use std::num::NonZeroUsize;
use std::path::Path;
use std::time::Duration;

use anyhow::{bail, Context, Result};
use serde::Deserialize;

use crate::graphite::{
    parse_host, validate_namespace, FlushPolicy, TransportConfig, DEFAULT_PICKLE_PORT,
};
use crate::pf::PfctlSource;
use crate::ping::ExitAfterPolicy;

/// Top-level configuration for the pfstatsd agent.
#[derive(Debug, Deserialize)]
pub struct Config {
    /// Logging verbosity (debug, info, warn, error). Default: "info".
    #[serde(default = "default_log_level")]
    pub log_level: String,

    /// Collector connection and flush policy.
    pub graphite: GraphiteConfig,

    /// pf queue statistics source.
    #[serde(default)]
    pub pf: PfConfig,

    /// ICMP probe source.
    #[serde(default)]
    pub ping: PingConfig,

    /// Interface byte-counter source.
    #[serde(default)]
    pub ifstats: IfstatsConfig,

    /// Prometheus health metrics server configuration.
    #[serde(default)]
    pub health: HealthConfig,

    /// Stop the agent after this long. Default: run until signalled.
    #[serde(default, with = "humantime_serde")]
    pub time_limit: Option<Duration>,
}

/// Collector connection and flush policy.
#[derive(Debug, Clone, Deserialize)]
pub struct GraphiteConfig {
    /// Pickle listener as `host[:port]`; IPv6 as `[addr]:port`. Default port: 2004.
    pub address: String,

    /// Namespace prefixed to every metric. Default: none.
    #[serde(default)]
    pub namespace: String,

    /// Flush once this many metrics are buffered; 0 disables. Default: 100.
    #[serde(default = "default_queue_max")]
    pub queue_max: usize,

    /// Flush once this long has passed since the last flush; null disables. Default: 10s.
    #[serde(default = "default_delay_max", with = "humantime_serde")]
    pub delay_max: Option<Duration>,

    /// First reconnect delay, doubled per attempt and cycling every four. Default: 1s.
    #[serde(default = "default_backoff_base", with = "humantime_serde")]
    pub backoff_base: Duration,
}

/// pf queue statistics source.
#[derive(Debug, Clone, Deserialize)]
pub struct PfConfig {
    /// Poll pf queues. Default: true.
    #[serde(default = "default_true")]
    pub enabled: bool,

    /// Command printing queue status. Default: "pfctl -s queue -v".
    #[serde(default = "default_pf_command")]
    pub command: String,

    /// Poll interval. Default: 1s.
    #[serde(default = "default_pf_poll_interval", with = "humantime_serde")]
    pub poll_interval: Duration,

    /// Namespace joined under the graphite namespace. Default: "pf".
    #[serde(default = "default_pf_namespace")]
    pub namespace: String,

    /// Post only leaf queues. Default: false.
    #[serde(default)]
    pub leaves_only: bool,
}

/// ICMP probe source.
#[derive(Debug, Clone, Deserialize)]
pub struct PingConfig {
    /// Run ping probes. Default: false.
    #[serde(default)]
    pub enabled: bool,

    /// Ping binary; "ping" switches to "ping6" for IPv6 literals. Default: "ping".
    #[serde(default = "default_ping_program")]
    pub program: String,

    /// Extra arguments placed before the target.
    #[serde(default)]
    pub args: Vec<String>,

    /// Hosts or addresses to probe.
    #[serde(default)]
    pub targets: Vec<String>,

    /// Namespace joined under the graphite namespace. Default: "ping".
    #[serde(default = "default_ping_namespace")]
    pub namespace: String,

    /// End each probe run after this many responses.
    #[serde(default)]
    pub exit_after_packets: Option<u64>,

    /// End each probe run after this long.
    #[serde(default, with = "humantime_serde")]
    pub exit_after: Option<Duration>,

    /// Wait between probe runs. Default: 5s.
    #[serde(default = "default_restart_delay", with = "humantime_serde")]
    pub restart_delay: Duration,
}

/// Interface byte-counter source.
#[derive(Debug, Clone, Deserialize)]
pub struct IfstatsConfig {
    /// Sample interfaces. Default: false.
    #[serde(default)]
    pub enabled: bool,

    /// Sample interval. Default: 10s.
    #[serde(default = "default_ifstats_poll_interval", with = "humantime_serde")]
    pub poll_interval: Duration,

    /// Namespace joined under the graphite namespace. Default: "ifstats".
    #[serde(default = "default_ifstats_namespace")]
    pub namespace: String,

    /// Interfaces to sample. Default: all.
    #[serde(default)]
    pub interfaces: Vec<String>,
}

/// Prometheus health metrics server configuration.
#[derive(Debug, Clone, Deserialize)]
pub struct HealthConfig {
    /// Serve `/metrics` and `/healthz`. Default: false.
    #[serde(default)]
    pub enabled: bool,

    /// Listen address (e.g., ":9090"). Default: ":9090".
    #[serde(default = "default_health_addr")]
    pub addr: String,
}

// --- Default value functions ---

fn default_log_level() -> String {
    "info".to_string()
}

fn default_true() -> bool {
    true
}

fn default_queue_max() -> usize {
    100
}

fn default_delay_max() -> Option<Duration> {
    Some(Duration::from_secs(10))
}

fn default_backoff_base() -> Duration {
    Duration::from_secs(1)
}

fn default_pf_command() -> String {
    PfctlSource::DEFAULT_COMMAND.to_string()
}

fn default_pf_poll_interval() -> Duration {
    Duration::from_secs(1)
}

fn default_pf_namespace() -> String {
    "pf".to_string()
}

fn default_ping_program() -> String {
    "ping".to_string()
}

fn default_ping_namespace() -> String {
    "ping".to_string()
}

fn default_restart_delay() -> Duration {
    Duration::from_secs(5)
}

fn default_ifstats_poll_interval() -> Duration {
    Duration::from_secs(10)
}

fn default_ifstats_namespace() -> String {
    "ifstats".to_string()
}

fn default_health_addr() -> String {
    ":9090".to_string()
}

// --- Default trait impls ---

impl Default for GraphiteConfig {
    fn default() -> Self {
        Self {
            address: String::new(),
            namespace: String::new(),
            queue_max: default_queue_max(),
            delay_max: default_delay_max(),
            backoff_base: default_backoff_base(),
        }
    }
}

impl Default for Config {
    fn default() -> Self {
        Self {
            log_level: default_log_level(),
            graphite: GraphiteConfig::default(),
            pf: PfConfig::default(),
            ping: PingConfig::default(),
            ifstats: IfstatsConfig::default(),
            health: HealthConfig::default(),
            time_limit: None,
        }
    }
}

impl Default for PfConfig {
    fn default() -> Self {
        Self {
            enabled: default_true(),
            command: default_pf_command(),
            poll_interval: default_pf_poll_interval(),
            namespace: default_pf_namespace(),
            leaves_only: false,
        }
    }
}

impl Default for PingConfig {
    fn default() -> Self {
        Self {
            enabled: false,
            program: default_ping_program(),
            args: Vec::new(),
            targets: Vec::new(),
            namespace: default_ping_namespace(),
            exit_after_packets: None,
            exit_after: None,
            restart_delay: default_restart_delay(),
        }
    }
}

impl Default for IfstatsConfig {
    fn default() -> Self {
        Self {
            enabled: false,
            poll_interval: default_ifstats_poll_interval(),
            namespace: default_ifstats_namespace(),
            interfaces: Vec::new(),
        }
    }
}

impl Default for HealthConfig {
    fn default() -> Self {
        Self {
            enabled: false,
            addr: default_health_addr(),
        }
    }
}

// --- Derived settings ---

impl GraphiteConfig {
    pub fn flush_policy(&self) -> FlushPolicy {
        FlushPolicy {
            queue_max: NonZeroUsize::new(self.queue_max),
            delay_max: self.delay_max,
        }
    }

    pub fn transport_config(&self) -> Result<TransportConfig> {
        TransportConfig::from_address(&self.address, self.backoff_base)
            .with_context(|| format!("parsing graphite.address {:?}", self.address))
    }
}

impl PingConfig {
    /// Exit policy for one probe run; `None` runs until ping exits.
    pub fn exit_policy(&self) -> Option<ExitAfterPolicy> {
        ExitAfterPolicy::from_limits(self.exit_after_packets, self.exit_after)
    }
}

// --- Validation and loading ---

impl Config {
    /// Load configuration from a YAML file.
    pub fn load(path: &Path) -> Result<Self> {
        let data = std::fs::read_to_string(path)
            .with_context(|| format!("reading config file {}", path.display()))?;

        let cfg: Config = serde_yaml::from_str(&data)
            .with_context(|| format!("parsing config file {}", path.display()))?;

        cfg.validate()?;

        Ok(cfg)
    }

    /// Validate the configuration for required fields and consistency.
    pub fn validate(&self) -> Result<()> {
        if self.graphite.address.is_empty() {
            bail!("graphite.address is required");
        }
        parse_host(&self.graphite.address, DEFAULT_PICKLE_PORT)
            .context("graphite.address is invalid")?;

        for (field, namespace) in [
            ("graphite.namespace", &self.graphite.namespace),
            ("pf.namespace", &self.pf.namespace),
            ("ping.namespace", &self.ping.namespace),
            ("ifstats.namespace", &self.ifstats.namespace),
        ] {
            validate_namespace(namespace).with_context(|| format!("{field} is invalid"))?;
        }

        if self.graphite.backoff_base.is_zero() {
            bail!("graphite.backoff_base must be positive");
        }

        if self.graphite.delay_max.is_some_and(|d| d.is_zero()) {
            bail!("graphite.delay_max must be positive or null");
        }

        if !self.pf.enabled && !self.ping.enabled && !self.ifstats.enabled {
            bail!("at least one of pf, ping or ifstats must be enabled");
        }

        if self.pf.enabled {
            if self.pf.command.trim().is_empty() {
                bail!("pf.command must not be empty");
            }
            if self.pf.poll_interval.is_zero() {
                bail!("pf.poll_interval must be positive");
            }
        }

        if self.ping.enabled {
            if self.ping.targets.is_empty() {
                bail!("ping.targets must not be empty when ping is enabled");
            }
            if self.ping.program.trim().is_empty() {
                bail!("ping.program must not be empty");
            }
            if self.ping.restart_delay.is_zero() {
                bail!("ping.restart_delay must be positive");
            }
            if self.ping.exit_after_packets == Some(0) {
                bail!("ping.exit_after_packets must be positive");
            }
        }

        if self.ifstats.enabled && self.ifstats.poll_interval.is_zero() {
            bail!("ifstats.poll_interval must be positive");
        }

        #[cfg(not(target_os = "linux"))]
        if self.ifstats.enabled {
            bail!("ifstats is only supported on Linux");
        }

        if self.time_limit.is_some_and(|d| d.is_zero()) {
            bail!("time_limit must be positive");
        }

        Ok(())
    }
}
^^^^
Extract from the data every line where "Option" shows up.

## Solution for this task
    pub time_limit: Option<Duration>,
    pub delay_max: Option<Duration>,
    pub exit_after_packets: Option<u64>,
    pub exit_after: Option<Duration>,
fn default_delay_max() -> Option<Duration> {
    pub fn exit_policy(&self) -> Option<ExitAfterPolicy> {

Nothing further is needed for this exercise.